DE
Mäckler Architekten | Architekturbüro Frankfurt am Main

BAUAUFGABEN DER MODERNEN GROSSSTADT. SCHRIFTEN VON MARTIN ELSAESSER

Working primarily in Frankfurt am Main during the 1920s, Martin Elsaesser was one of the architects who defined the modern city. His designs were contemporary answers to new issues. In the course of his career, he worked on all the important building tasks presented by a modern city. His most famous creation, Frankfurt’s wholesale market hall, is now used by the ECB. Less well known is the fact that Elsaesser was always reflecting on his work as an architect in a city and described his work in presentations and essays.
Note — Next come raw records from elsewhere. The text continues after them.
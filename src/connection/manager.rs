use super::protocol::{ControlFrame, Credentials, PushChannel, PushEvent, PushLink};
use super::{ConnectionConfig, ConnectionState};
use crate::error::SyncError;
use std::collections::{BTreeMap, HashMap};
use std::sync::{Arc, Mutex};
use tokio::sync::{broadcast, mpsc, watch};
use tokio::task::JoinHandle;
use tokio::time::{Instant, MissedTickBehavior};
use tracing::{debug, error, info, warn};

/// Callback for events on one topic. Runs on the connection task; must not block.
pub type EventHandler = Arc<dyn Fn(&PushEvent) + Send + Sync>;

const TRANSITION_BUFFER: usize = 64;

struct Registry {
    /// Active topics and their handlers; a topic is removed with its last handler
    topics: HashMap<String, BTreeMap<u64, EventHandler>>,
    /// Frame queue of the live session, if any
    link_tx: Option<mpsc::UnboundedSender<ControlFrame>>,
    next_id: u64,
}

struct Supervisor {
    handle: JoinHandle<()>,
    stop: watch::Sender<bool>,
}

struct Shared {
    channel: Arc<dyn PushChannel>,
    config: ConnectionConfig,
    state_tx: watch::Sender<ConnectionState>,
    transitions: broadcast::Sender<ConnectionState>,
    registry: Mutex<Registry>,
    credentials: Mutex<Option<Credentials>>,
}

enum SessionEnd {
    /// Client asked to disconnect
    Stopped,
    /// Server closed cleanly
    Closed,
    Failed(SyncError),
}

/// Owns the single push connection and its topic subscriptions.
pub struct ConnectionManager {
    shared: Arc<Shared>,
    supervisor: Mutex<Option<Supervisor>>,
}

impl ConnectionManager {
    pub fn new(channel: Arc<dyn PushChannel>, config: ConnectionConfig) -> Self {
        let (state_tx, _) = watch::channel(ConnectionState::Disconnected);
        let (transitions, _) = broadcast::channel(TRANSITION_BUFFER);

        Self {
            shared: Arc::new(Shared {
                channel,
                config,
                state_tx,
                transitions,
                registry: Mutex::new(Registry {
                    topics: HashMap::new(),
                    link_tx: None,
                    next_id: 0,
                }),
                credentials: Mutex::new(None),
            }),
            supervisor: Mutex::new(None),
        }
    }

    pub fn state(&self) -> ConnectionState {
        *self.shared.state_tx.borrow()
    }

    /// Every state transition, in order.
    pub fn subscribe_state(&self) -> broadcast::Receiver<ConnectionState> {
        self.shared.transitions.subscribe()
    }

    /// Latest state only; useful for waiting on a particular state.
    pub fn watch_state(&self) -> watch::Receiver<ConnectionState> {
        self.shared.state_tx.subscribe()
    }

    /// Start the connection. Replaces the credentials used by later attempts
    /// if a connection is already being maintained.
    pub fn connect(&self, credentials: Credentials) {
        *self.shared.credentials.lock().unwrap() = Some(credentials);
        self.start_supervisor();
    }

    /// Restart after the manager parked in Error or was disconnected.
    ///
    /// Returns false without doing anything while an attempt or session is
    /// active, or if `connect` was never called.
    pub fn reconnect(&self) -> bool {
        if self.shared.credentials.lock().unwrap().is_none() {
            return false;
        }
        self.start_supervisor()
    }

    /// Close the connection and cancel any scheduled reconnect.
    pub async fn disconnect(&self) {
        let supervisor = self.supervisor.lock().unwrap().take();
        if let Some(supervisor) = supervisor {
            let _ = supervisor.stop.send(true);
            if let Err(e) = supervisor.handle.await {
                if !e.is_cancelled() {
                    error!(error = %e, "Connection supervisor panicked");
                }
            }
        }
        self.shared.set_state(ConnectionState::Disconnected);
        info!("Push connection closed by client");
    }

    /// Register `handler` for `topic`.
    pub fn subscribe<F>(&self, topic: impl Into<String>, handler: F) -> SubscriptionHandle
    where
        F: Fn(&PushEvent) + Send + Sync + 'static,
    {
        let topic = topic.into();
        let mut registry = self.shared.registry.lock().unwrap();
        let id = registry.next_id;
        registry.next_id += 1;

        let first = !registry.topics.contains_key(&topic);
        registry
            .topics
            .entry(topic.clone())
            .or_default()
            .insert(id, Arc::new(handler));

        if first {
            debug!(topic = %topic, "First handler for topic");
            if let Some(tx) = &registry.link_tx {
                let _ = tx.send(ControlFrame::Subscribe {
                    topic: topic.clone(),
                });
            }
        }

        SubscriptionHandle {
            shared: Arc::clone(&self.shared),
            topic,
            id,
        }
    }

    /// Topics with at least one handler, sorted.
    pub fn topics(&self) -> Vec<String> {
        let registry = self.shared.registry.lock().unwrap();
        let mut topics: Vec<String> = registry.topics.keys().cloned().collect();
        topics.sort();
        topics
    }

    fn start_supervisor(&self) -> bool {
        let mut slot = self.supervisor.lock().unwrap();
        if let Some(existing) = slot.as_ref() {
            if !existing.handle.is_finished() {
                return false;
            }
        }

        let (stop, stop_rx) = watch::channel(false);
        let shared = Arc::clone(&self.shared);
        let handle = tokio::spawn(async move { shared.supervise(stop_rx).await });
        *slot = Some(Supervisor { handle, stop });
        true
    }
}

impl Drop for ConnectionManager {
    fn drop(&mut self) {
        if let Ok(mut slot) = self.supervisor.lock() {
            if let Some(supervisor) = slot.take() {
                let _ = supervisor.stop.send(true);
                supervisor.handle.abort();
            }
        }
    }
}

impl Shared {
    fn set_state(&self, state: ConnectionState) {
        let previous = self.state_tx.send_replace(state);
        if previous != state {
            debug!(from = %previous, to = %state, "Connection state changed");
            let _ = self.transitions.send(state);
        }
    }

    async fn supervise(self: Arc<Self>, mut stop: watch::Receiver<bool>) {
        let mut failures: u32 = 0;

        loop {
            if *stop.borrow() {
                break;
            }

            let credentials = self.credentials.lock().unwrap().clone();
            let Some(credentials) = credentials else {
                break;
            };

            self.set_state(ConnectionState::Connecting);
            let connect_timeout = self.config.connect_timeout();
            let opened = tokio::select! {
                biased;
                _ = stop_requested(&mut stop) => break,
                result = tokio::time::timeout(connect_timeout, self.channel.open(&credentials)) => {
                    result.unwrap_or(Err(SyncError::Timeout(connect_timeout)))
                }
            };

            match opened {
                Ok(link) => {
                    failures = 0;
                    match self.run_session(link, &mut stop).await {
                        SessionEnd::Stopped => break,
                        SessionEnd::Closed => {
                            info!("Push connection closed by server");
                            self.set_state(ConnectionState::Disconnected);
                        }
                        SessionEnd::Failed(e) => {
                            warn!(error = %e, "Push connection lost");
                            self.set_state(ConnectionState::Error);
                        }
                    }
                }
                Err(e) => {
                    failures += 1;
                    self.set_state(ConnectionState::Error);
                    if self.config.max_attempts > 0 && failures >= self.config.max_attempts {
                        error!(
                            attempts = failures,
                            error = %e,
                            "Giving up on push connection until reconnect is requested"
                        );
                        return;
                    }
                    warn!(attempt = failures, error = %e, "Push connection attempt failed");
                }
            }

            let delay = self.config.reconnect_delay(failures);
            self.set_state(ConnectionState::Reconnecting);
            info!(
                delay_ms = delay.as_millis() as u64,
                failures = failures,
                "Scheduling reconnect"
            );

            tokio::select! {
                biased;
                _ = stop_requested(&mut stop) => break,
                _ = tokio::time::sleep(delay) => {}
            }
        }

        self.set_state(ConnectionState::Disconnected);
    }

    async fn run_session(
        &self,
        mut link: Box<dyn PushLink>,
        stop: &mut watch::Receiver<bool>,
    ) -> SessionEnd {
        let (tx, mut rx) = mpsc::unbounded_channel();

        // Topics registered after this point reach the link through `tx`,
        // so each topic is subscribed exactly once per session.
        let topics: Vec<String> = {
            let mut registry = self.registry.lock().unwrap();
            registry.link_tx = Some(tx);
            registry.topics.keys().cloned().collect()
        };

        self.set_state(ConnectionState::Connected);
        info!(topics = topics.len(), "Push connection established");

        let end = self.drive(&mut link, topics, &mut rx, stop).await;
        self.registry.lock().unwrap().link_tx = None;
        end
    }

    async fn drive(
        &self,
        link: &mut Box<dyn PushLink>,
        topics: Vec<String>,
        rx: &mut mpsc::UnboundedReceiver<ControlFrame>,
        stop: &mut watch::Receiver<bool>,
    ) -> SessionEnd {
        for topic in topics {
            if let Err(e) = link.send(&ControlFrame::Subscribe { topic }).await {
                return SessionEnd::Failed(e);
            }
        }

        let period = self.config.heartbeat_interval();
        let mut heartbeat = tokio::time::interval_at(Instant::now() + period, period);
        heartbeat.set_missed_tick_behavior(MissedTickBehavior::Delay);

        loop {
            tokio::select! {
                biased;
                _ = stop_requested(stop) => {
                    link.close().await;
                    return SessionEnd::Stopped;
                }
                Some(frame) = rx.recv() => {
                    if let Err(e) = link.send(&frame).await {
                        return SessionEnd::Failed(e);
                    }
                }
                _ = heartbeat.tick() => {
                    if let Err(e) = link.send(&ControlFrame::Ping).await {
                        return SessionEnd::Failed(e);
                    }
                }
                event = link.next_event() => match event {
                    Some(Ok(event)) => self.dispatch(&event),
                    Some(Err(e)) => return SessionEnd::Failed(e),
                    None => return SessionEnd::Closed,
                },
            }
        }
    }

    fn dispatch(&self, event: &PushEvent) {
        let handlers: Vec<EventHandler> = {
            let registry = self.registry.lock().unwrap();
            registry
                .topics
                .get(&event.topic)
                .map(|handlers| handlers.values().cloned().collect())
                .unwrap_or_default()
        };

        if handlers.is_empty() {
            debug!(topic = %event.topic, "Dropping event for topic without handlers");
            return;
        }

        for handler in handlers {
            handler(event);
        }
    }
}

/// Resolves once a stop has been requested (or the manager is gone).
async fn stop_requested(stop: &mut watch::Receiver<bool>) {
    while !*stop.borrow_and_update() {
        if stop.changed().await.is_err() {
            return;
        }
    }
}

/// Registration of one handler. Dropping the handle keeps the handler
/// registered; call [`unsubscribe`](Self::unsubscribe) to remove it.
pub struct SubscriptionHandle {
    shared: Arc<Shared>,
    topic: String,
    id: u64,
}

impl SubscriptionHandle {
    pub fn topic(&self) -> &str {
        &self.topic
    }

    pub fn unsubscribe(self) {
        let mut registry = self.shared.registry.lock().unwrap();
        let Some(handlers) = registry.topics.get_mut(&self.topic) else {
            return;
        };
        handlers.remove(&self.id);

        if handlers.is_empty() {
            registry.topics.remove(&self.topic);
            debug!(topic = %self.topic, "Last handler removed from topic");
            if let Some(tx) = &registry.link_tx {
                let _ = tx.send(ControlFrame::Unsubscribe {
                    topic: self.topic.clone(),
                });
            }
        }
    }
}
These essays, brought together here for the first time, form a kaleidoscope of deliberations concerning the appropriate approach to many different building tasks in the city, from the time of the Empire to the early years of West Germany. Elsaesser reveals himself to be not only a practical creator, but also a multi-faceted theorist with complex views on modern architecture. For him, architectural expression is just as important as constructional clarity, functionality just as important as beauty, artistic obstinacy just as important as social responsibility, respect for tradition just as important as unshakeable contemporariness. He once called this non-reductionistic concept “fertile polarity”, thus distinguishing himself from most of the avant-gardists of his time. His direct topicality is to be found in this rich concept and in his exemplary architectural and urban planning solutions – with introductory and explanatory notes.

NIGGLI 2013 / ISBN 978-3721208436, Thomas Elsaesser (ed.) et al.